[Saved entries]
* * * * * * * * *
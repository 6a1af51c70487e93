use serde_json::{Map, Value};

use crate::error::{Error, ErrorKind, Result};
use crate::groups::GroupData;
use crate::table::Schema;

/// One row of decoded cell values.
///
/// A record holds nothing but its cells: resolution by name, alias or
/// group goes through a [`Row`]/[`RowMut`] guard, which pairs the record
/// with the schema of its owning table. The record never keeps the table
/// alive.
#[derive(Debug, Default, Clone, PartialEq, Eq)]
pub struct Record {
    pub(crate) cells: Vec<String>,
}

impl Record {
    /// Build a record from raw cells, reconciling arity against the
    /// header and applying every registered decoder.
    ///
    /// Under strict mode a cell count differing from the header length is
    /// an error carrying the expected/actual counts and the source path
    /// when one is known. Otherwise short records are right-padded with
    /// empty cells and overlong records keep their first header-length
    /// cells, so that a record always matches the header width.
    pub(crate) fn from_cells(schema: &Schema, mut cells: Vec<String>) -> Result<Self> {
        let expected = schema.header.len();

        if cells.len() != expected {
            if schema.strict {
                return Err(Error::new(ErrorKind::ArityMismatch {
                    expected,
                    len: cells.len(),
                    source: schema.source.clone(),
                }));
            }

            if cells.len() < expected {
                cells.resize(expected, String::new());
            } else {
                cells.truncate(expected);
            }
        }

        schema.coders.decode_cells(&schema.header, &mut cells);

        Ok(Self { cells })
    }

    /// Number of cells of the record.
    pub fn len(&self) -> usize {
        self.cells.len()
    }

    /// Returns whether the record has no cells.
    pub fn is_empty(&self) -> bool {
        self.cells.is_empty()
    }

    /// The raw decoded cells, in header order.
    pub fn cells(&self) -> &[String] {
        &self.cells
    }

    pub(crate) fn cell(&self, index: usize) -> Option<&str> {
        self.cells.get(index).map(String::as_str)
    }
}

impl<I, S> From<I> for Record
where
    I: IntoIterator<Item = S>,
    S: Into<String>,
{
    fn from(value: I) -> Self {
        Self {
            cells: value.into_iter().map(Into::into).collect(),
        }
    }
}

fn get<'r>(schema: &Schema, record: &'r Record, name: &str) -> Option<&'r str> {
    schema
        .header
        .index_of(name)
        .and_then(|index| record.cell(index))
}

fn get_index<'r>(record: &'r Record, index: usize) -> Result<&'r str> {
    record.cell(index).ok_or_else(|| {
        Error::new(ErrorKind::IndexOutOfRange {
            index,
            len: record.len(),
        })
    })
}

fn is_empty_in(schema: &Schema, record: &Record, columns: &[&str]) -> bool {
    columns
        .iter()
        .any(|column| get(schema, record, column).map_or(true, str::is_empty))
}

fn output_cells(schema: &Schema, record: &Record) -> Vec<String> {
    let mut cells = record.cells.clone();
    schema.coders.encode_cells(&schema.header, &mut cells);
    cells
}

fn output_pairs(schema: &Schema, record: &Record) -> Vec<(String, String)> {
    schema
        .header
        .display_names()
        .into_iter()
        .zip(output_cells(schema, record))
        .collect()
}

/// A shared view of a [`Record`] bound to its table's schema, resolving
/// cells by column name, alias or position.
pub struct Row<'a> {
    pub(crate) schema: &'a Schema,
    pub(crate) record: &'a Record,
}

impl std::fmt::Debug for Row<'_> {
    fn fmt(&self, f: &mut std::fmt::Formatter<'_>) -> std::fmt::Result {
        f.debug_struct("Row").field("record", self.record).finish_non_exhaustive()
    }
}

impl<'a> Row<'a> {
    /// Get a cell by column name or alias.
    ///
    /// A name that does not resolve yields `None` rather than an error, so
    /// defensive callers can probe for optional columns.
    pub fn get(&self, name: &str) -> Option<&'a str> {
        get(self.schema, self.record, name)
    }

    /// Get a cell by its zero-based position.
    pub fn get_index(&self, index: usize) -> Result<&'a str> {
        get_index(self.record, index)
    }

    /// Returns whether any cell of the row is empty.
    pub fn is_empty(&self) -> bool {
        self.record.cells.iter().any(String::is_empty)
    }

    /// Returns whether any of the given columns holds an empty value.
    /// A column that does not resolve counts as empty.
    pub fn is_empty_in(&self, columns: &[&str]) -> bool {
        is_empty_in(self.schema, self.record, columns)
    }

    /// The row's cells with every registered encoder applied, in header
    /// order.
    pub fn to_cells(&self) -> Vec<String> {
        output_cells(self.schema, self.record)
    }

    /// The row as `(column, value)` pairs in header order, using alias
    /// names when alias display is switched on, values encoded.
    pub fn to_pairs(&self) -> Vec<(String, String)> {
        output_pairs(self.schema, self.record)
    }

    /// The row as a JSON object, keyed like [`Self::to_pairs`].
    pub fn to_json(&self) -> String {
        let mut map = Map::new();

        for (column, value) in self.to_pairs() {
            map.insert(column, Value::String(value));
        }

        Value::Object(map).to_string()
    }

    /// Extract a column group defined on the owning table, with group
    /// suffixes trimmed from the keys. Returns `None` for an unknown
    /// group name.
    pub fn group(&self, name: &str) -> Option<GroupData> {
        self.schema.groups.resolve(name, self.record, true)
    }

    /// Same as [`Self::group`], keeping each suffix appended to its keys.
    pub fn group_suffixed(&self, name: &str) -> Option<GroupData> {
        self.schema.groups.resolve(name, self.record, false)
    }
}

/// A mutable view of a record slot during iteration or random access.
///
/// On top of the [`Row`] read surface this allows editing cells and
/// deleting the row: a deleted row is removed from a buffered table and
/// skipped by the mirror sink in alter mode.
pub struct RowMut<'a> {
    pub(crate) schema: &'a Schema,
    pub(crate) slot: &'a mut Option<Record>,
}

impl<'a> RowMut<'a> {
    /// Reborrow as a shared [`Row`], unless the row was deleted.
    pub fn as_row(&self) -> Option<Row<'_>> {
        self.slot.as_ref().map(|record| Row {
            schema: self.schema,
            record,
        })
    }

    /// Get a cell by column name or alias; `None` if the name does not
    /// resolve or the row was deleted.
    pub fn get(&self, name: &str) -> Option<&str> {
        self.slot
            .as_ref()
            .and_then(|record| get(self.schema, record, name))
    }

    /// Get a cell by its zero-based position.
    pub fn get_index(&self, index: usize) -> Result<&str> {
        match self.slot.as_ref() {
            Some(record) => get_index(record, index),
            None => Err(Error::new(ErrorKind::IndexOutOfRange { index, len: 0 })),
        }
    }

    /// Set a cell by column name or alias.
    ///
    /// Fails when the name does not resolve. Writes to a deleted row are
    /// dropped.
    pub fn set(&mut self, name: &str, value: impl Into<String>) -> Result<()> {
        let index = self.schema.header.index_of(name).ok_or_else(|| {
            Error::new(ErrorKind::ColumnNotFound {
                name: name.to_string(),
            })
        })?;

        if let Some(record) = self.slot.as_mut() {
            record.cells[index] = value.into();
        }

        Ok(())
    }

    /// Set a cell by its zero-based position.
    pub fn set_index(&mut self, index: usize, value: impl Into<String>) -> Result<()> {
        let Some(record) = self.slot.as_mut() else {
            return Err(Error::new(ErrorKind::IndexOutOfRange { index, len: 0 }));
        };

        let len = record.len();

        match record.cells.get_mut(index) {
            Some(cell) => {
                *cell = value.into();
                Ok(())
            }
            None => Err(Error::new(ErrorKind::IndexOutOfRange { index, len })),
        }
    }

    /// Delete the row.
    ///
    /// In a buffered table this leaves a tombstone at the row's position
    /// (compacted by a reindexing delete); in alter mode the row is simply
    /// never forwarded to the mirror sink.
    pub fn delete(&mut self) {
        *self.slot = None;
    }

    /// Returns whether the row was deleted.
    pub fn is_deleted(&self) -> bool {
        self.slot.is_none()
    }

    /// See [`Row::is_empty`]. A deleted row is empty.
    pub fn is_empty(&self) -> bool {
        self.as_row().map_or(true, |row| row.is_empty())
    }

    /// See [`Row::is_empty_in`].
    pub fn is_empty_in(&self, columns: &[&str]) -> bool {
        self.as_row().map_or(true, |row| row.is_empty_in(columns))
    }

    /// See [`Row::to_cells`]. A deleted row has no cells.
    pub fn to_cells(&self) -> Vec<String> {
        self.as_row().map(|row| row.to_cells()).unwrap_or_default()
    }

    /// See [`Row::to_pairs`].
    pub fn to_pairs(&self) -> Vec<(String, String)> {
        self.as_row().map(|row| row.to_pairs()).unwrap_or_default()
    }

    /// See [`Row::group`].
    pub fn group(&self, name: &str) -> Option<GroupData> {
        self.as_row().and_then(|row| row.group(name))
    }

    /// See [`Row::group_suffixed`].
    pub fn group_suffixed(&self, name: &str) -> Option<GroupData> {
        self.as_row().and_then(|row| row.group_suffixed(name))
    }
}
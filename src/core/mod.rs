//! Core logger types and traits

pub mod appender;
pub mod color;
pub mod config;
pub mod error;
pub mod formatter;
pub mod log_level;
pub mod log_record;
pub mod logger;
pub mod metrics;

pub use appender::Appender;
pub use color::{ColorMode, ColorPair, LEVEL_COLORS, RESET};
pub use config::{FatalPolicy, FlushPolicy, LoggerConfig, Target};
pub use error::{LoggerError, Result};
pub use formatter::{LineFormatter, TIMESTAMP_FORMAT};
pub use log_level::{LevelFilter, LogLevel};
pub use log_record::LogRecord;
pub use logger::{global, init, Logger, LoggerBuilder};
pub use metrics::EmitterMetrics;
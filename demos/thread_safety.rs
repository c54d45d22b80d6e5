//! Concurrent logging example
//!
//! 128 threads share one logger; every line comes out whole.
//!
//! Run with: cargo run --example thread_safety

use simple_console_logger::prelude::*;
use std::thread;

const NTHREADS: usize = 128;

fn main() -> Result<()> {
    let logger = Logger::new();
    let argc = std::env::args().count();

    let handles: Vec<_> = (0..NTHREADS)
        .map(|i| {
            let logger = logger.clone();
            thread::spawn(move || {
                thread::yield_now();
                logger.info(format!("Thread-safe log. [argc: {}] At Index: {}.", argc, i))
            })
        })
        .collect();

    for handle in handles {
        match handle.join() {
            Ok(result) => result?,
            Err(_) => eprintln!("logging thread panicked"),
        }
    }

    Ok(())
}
* * * * * * * * *
> Task objective
Return each full line of the entries that contains the word "Some".

> Expected answer
            Some(record) => get_index(record, index),
        if let Some(record) = self.slot.as_mut() {
        let Some(record) = self.slot.as_mut() else {
            Some(cell) => {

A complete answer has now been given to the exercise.